1.攻擊者接近目標車輛，通過擋風玻璃讀取車輛識別號碼(VIN)，并為攻擊設備中的修改后的車身控制器(BCM)配置仿真SE以使用目標VIN

2.攻擊者找到目標密鑰卡，并將攻擊設備靠近它，并佯裝成目標車輛，以約5米的距離通過低頻(LF)連接。攻擊者使用從VIN派生的標識符來強制先前配對的目標密鑰卡通過藍牙低功耗(BLE)顯示為可連接

3.攻擊者利用Raspberry Pi通過BLE將惡意固件更新推送到目標密鑰卡，以獲得對密鑰卡的完全控制。可以通過在最大30米的距離處使用目標密鑰卡上無線下載服務(OTA)來執行此更新

4.在更新目標密鑰卡之后，攻擊設備將通過BLE重新連接。由于密鑰卡正在運行由攻擊者控制的惡意固件，該固件允許將任意應用程序協議數據單元(APDU)命令發送到目標密鑰卡中的SE，因此攻擊者能夠從智能鑰匙中的SE向目標車輛提取許多有效的一次性解鎖命令（例如解鎖車門、行李箱等）

5.攻擊者接近目標車輛并使用有效的解鎖命令來解鎖目標車輛。解鎖命令通過BLE從Raspberry Pi發送到目標BCM

6.攻擊者可以物理訪問車輛內部，并可以通過位于中央顯示屏下方的診斷端口將攻擊設備物理連接至車載網絡。攻擊設備通過控制器局域網(CAN)連接到目標BCM

7.攻擊設備指示目標BCM與修改后的密鑰卡配對。在通過BCM挑戰應答驗證后，添加修改后的密鑰卡，必要的憑據將存儲在密鑰卡的仿真SE中

8.攻擊者使用攻擊設備上新配對的密鑰卡啟動車輛，使用先前存儲在模擬密鑰卡SE中的憑據成功通過挑戰應答驗證，然后將目標車輛開走

導致密鑰卡易受攻擊的漏洞/缺陷

此類攻擊主要是由于以下兩種漏洞/缺陷造成的：

盡管在密鑰卡上執行了簽名驗證，但是由于存在漏洞，攻擊者使用惡意固件通過BLE更新密鑰卡。此外，盡管有效的密鑰卡通常存儲從后端接收簽名證書，但是當與密鑰卡配對時，這些證書不會被車輛BCM驗證。

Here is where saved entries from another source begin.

impl PairContext<'_> {
    fn harvester_name(&self) -> String {
        self.harvester.name_any()
    }

    async fn converge(&self, primary: &Deployment) -> PairOutcome {
        let primary_name = primary.name_any();
        if self.ctx.is_shutting_down() {
            return PairOutcome::Abandoned(primary_name);
        }

        let result = match read_role(primary) {
            Role::Unset => self.bootstrap(primary).await,
            Role::Primary | Role::Shadow => match self.find_shadow(primary).await {
                Ok(Some(shadow)) => self.converge_pair(&primary_name, &shadow).await,
                Ok(None) => {
                    info!(
                        harvester = ?self.harvester_name(),
                        deployment = ?primary_name,
                        "Shadow missing, bootstrapping again"
                    );
                    self.bootstrap(primary).await
                }
                Err(e) => Err(e),
            },
        };

        match result {
            Ok(pair) => PairOutcome::Converged(pair),
            Err(error) => PairOutcome::Failed {
                primary: primary_name,
                error,
            },
        }
    }

    /// Resolve the counterpart shadow among the matched ones, then directly
    async fn find_shadow(&self, primary: &Deployment) -> Result<Option<String>, ReconcileError> {
        let primary_name = primary.name_any();
        let shadow = read_counterpart(primary).unwrap_or_else(|| shadow_name(&primary_name));

        if self.discovery.shadow_named(&shadow).is_some() {
            return Ok(Some(shadow));
        }

        let harvester_name = self.harvester_name();
        match self.ctx.store.get_deployment(self.namespace, &shadow).await? {
            Some(found) if is_shadow_of(&found, &primary_name, &harvester_name) => Ok(Some(shadow)),
            _ => Ok(None),
        }
    }

    /// Create the shadow and mark the primary, preserving the primary's total
    async fn bootstrap(&self, primary: &Deployment) -> Result<ControlledDeployment, ReconcileError> {
        let spec = &self.harvester.spec;
        let harvester_name = self.harvester_name();
        let primary_name = primary.name_any();
        let shadow = shadow_name(&primary_name);

        let sized_from = live_replicas(primary);
        let (blue, green) = blue_green_replicas(sized_from, spec.segment_size);
        let sidecar = sidecar_container(&self.ctx.sidecar, spec.app_port, &spec.refinery, self.namespace);
        let desired = build_shadow(primary, &harvester_name, blue, sidecar)?;

        match self.ctx.store.create_deployment(self.namespace, &desired).await {
            Ok(_) => {
                info!(
                    harvester = ?harvester_name,
                    deployment = ?primary_name,
                    shadow = ?shadow,
                    blue,
                    green,
                    "Created shadow"
                );
                if let Some(ref metrics) = self.ctx.metrics {
                    metrics.record_shadow_created();
                }
            }
            Err(StoreError::AlreadyExists(_)) => {
                // Left behind by a pass that died before marking the primary
                self.adopt_shadow(&primary_name, &shadow, blue).await?;
            }
            Err(e) => return Err(e.into()),
        }

        // Until it is marked the primary still carries the whole workload, so its
        // freshest count is the total to split
        let (total, green) = with_conflict_retry(&self.ctx.conflict_backoff, "mark primary", || async {
            let mut latest = self.get_required(&primary_name).await?;
            let total = live_replicas(&latest);
            let (_, green) = blue_green_replicas(total, spec.segment_size);
            write_primary_markers(&mut latest, &shadow, &harvester_name, green);
            set_replicas(&mut latest, green);
            self.ctx.store.replace_deployment(self.namespace, &latest).await?;
            Ok((total, green))
        })
        .await?;

        if total == sized_from {
            return Ok(ControlledDeployment {
                green: primary_name,
                green_replicas: green,
                blue: shadow,
                blue_replicas: blue,
            });
        }

        info!(
            harvester = ?harvester_name,
            deployment = ?primary_name,
            from = sized_from,
            to = total,
            "Primary rescaled during bootstrap, resizing shadow"
        );
        self.rebalance(&primary_name, &shadow, total, (green, blue)).await
    }

    async fn adopt_shadow(&self, primary: &str, shadow: &str, blue: i32) -> Result<(), ReconcileError> {
        let harvester_name = self.harvester_name();

        let adopted = with_conflict_retry(&self.ctx.conflict_backoff, "adopt shadow", || async {
            let mut latest = self.get_required(shadow).await?;
            if !is_shadow_of(&latest, primary, &harvester_name) {
                return Ok(false);
            }
            if live_replicas(&latest) != blue || read_applied_replicas(&latest) != Some(blue) {
                set_replicas(&mut latest, blue);
                write_applied_replicas(&mut latest, blue);
                self.ctx.store.replace_deployment(self.namespace, &latest).await?;
            }
            Ok(true)
        })
        .await?;
        if !adopted {
            return Err(ReconcileError::ShadowNameTaken(shadow.to_string()));
        }

        info!(harvester = ?harvester_name, deployment = ?primary, shadow = ?shadow, "Adopted existing shadow");
        Ok(())
    }

    /// Bring an existing pair to the desired split
    ///
    /// A pair is left alone when both sides still run the count last applied to
    /// them and the segment has not changed. Otherwise the live sum is split again.
    async fn converge_pair(&self, primary: &str, shadow: &str) -> Result<ControlledDeployment, ReconcileError> {
        let green_side = self.get_required(primary).await?;
        let blue_side = self.get_required(shadow).await?;
        let live_green = live_replicas(&green_side);
        let live_blue = live_replicas(&blue_side);

        let settled = read_applied_replicas(&green_side) == Some(live_green)
            && read_applied_replicas(&blue_side) == Some(live_blue);
        if settled && !self.force {
            debug!(harvester = ?self.harvester_name(), deployment = ?primary, "Pair already converged");
            return Ok(ControlledDeployment {
                green: primary.to_string(),
                green_replicas: live_green,
                blue: shadow.to_string(),
                blue_replicas: live_blue,
            });
        }

        let pair = self
            .rebalance(primary, shadow, live_green + live_blue, (live_green, live_blue))
            .await?;
        info!(
            harvester = ?self.harvester_name(),
            deployment = ?primary,
            green = pair.green_replicas,
            blue = pair.blue_replicas,
            "Pair scaled"
        );
        Ok(pair)
    }

    /// Split `total` across the pair, one side at a time
    ///
    /// `expected` holds the (green, blue) counts each side is believed to run. A side
    /// found at another count was scaled by someone else: the difference is added
    /// to `total` and the split is recomputed before anything more is written, so
    /// replicas written by this pass are never counted twice.
    async fn rebalance(
        &self,
        primary: &str,
        shadow: &str,
        mut total: i32,
        mut expected: (i32, i32),
    ) -> Result<ControlledDeployment, ReconcileError> {
        let segment_size = self.harvester.spec.segment_size;

        for _ in 0..self.ctx.conflict_backoff.max_attempts.max(1) {
            let (blue, green) = blue_green_replicas(total, segment_size);

            match self.scale_side(primary, expected.0, green).await? {
                SideScale::Scaled => expected.0 = green,
                SideScale::Drifted(live) => {
                    total += live - expected.0;
                    expected.0 = live;
                    continue;
                }
            }
            match self.scale_side(shadow, expected.1, blue).await? {
                SideScale::Scaled => expected.1 = blue,
                SideScale::Drifted(live) => {
                    total += live - expected.1;
                    expected.1 = live;
                    continue;
                }
            }

            return Ok(ControlledDeployment {
                green: primary.to_string(),
                green_replicas: green,
                blue: shadow.to_string(),
                blue_replicas: blue,
            });
        }

        Err(StoreError::Conflict(format!(
            "pair {}/{} kept being rescaled while rebalancing",
            primary, shadow
        ))
        .into())
    }

    /// Set `name` to `target` replicas, provided it still runs `expected`
    async fn scale_side(&self, name: &str, expected: i32, target: i32) -> Result<SideScale, StoreError> {
        with_conflict_retry(&self.ctx.conflict_backoff, "scale deployment", || async {
            let mut latest = self.get_required(name).await?;
            let live = live_replicas(&latest);
            if live != expected {
                return Ok(SideScale::Drifted(live));
            }
            if live == target && read_applied_replicas(&latest) == Some(target) {
                return Ok(SideScale::Scaled);
            }

            set_replicas(&mut latest, target);
            write_applied_replicas(&mut latest, target);
            self.ctx.store.replace_deployment(self.namespace, &latest).await?;
            Ok(SideScale::Scaled)
        })
        .await
    }

    async fn get_required(&self, name: &str) -> Result<Deployment, StoreError> {
        self.ctx
            .store
            .get_deployment(self.namespace, name)
            .await?
            .ok_or_else(|| StoreError::NotFound(format!("deployment {}/{}", self.namespace, name)))
    }
}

值得注意的是，安全研究人員已于2020年8月負責任地向特斯拉披露了這些問題。特斯拉于2020年11月發布OTA補丁。

采用應用安全測試工具解決執行及設計漏洞/缺陷

第一種情況，密鑰卡簽名驗證不當，這類問題通常可以用靜態應用安全測試、軟件組成分析（識別已知漏洞）和模糊測試（檢測未知漏洞）來發現。此外，滲透測試重點檢測高風險區域，比如安全相關的功能和固件更新，也可以檢測出此類漏洞。

第二種情況是BCM和密鑰卡之間的配對協議設計中缺少證書驗證。這些類型的設計問題通常可以通過安全設計審查來識別。此外，必須對目標系統進行適當的威脅分析和風險評估，識別高風險區域，這有助于定義適當的安全要求并設計相應的安全控制措施。

汽車行業已經有許多幫助改善網絡安全的舉措，例如ISO SAE 21434網絡安全工程標準以及聯合國關于網絡安全和網絡安全管理系統的第155號條例等。

開發100％安全的汽車系統不大現實，因此汽車企業需要考慮并部署適當的措施來啟用OTA更新，以便及時修補新發現的漏洞。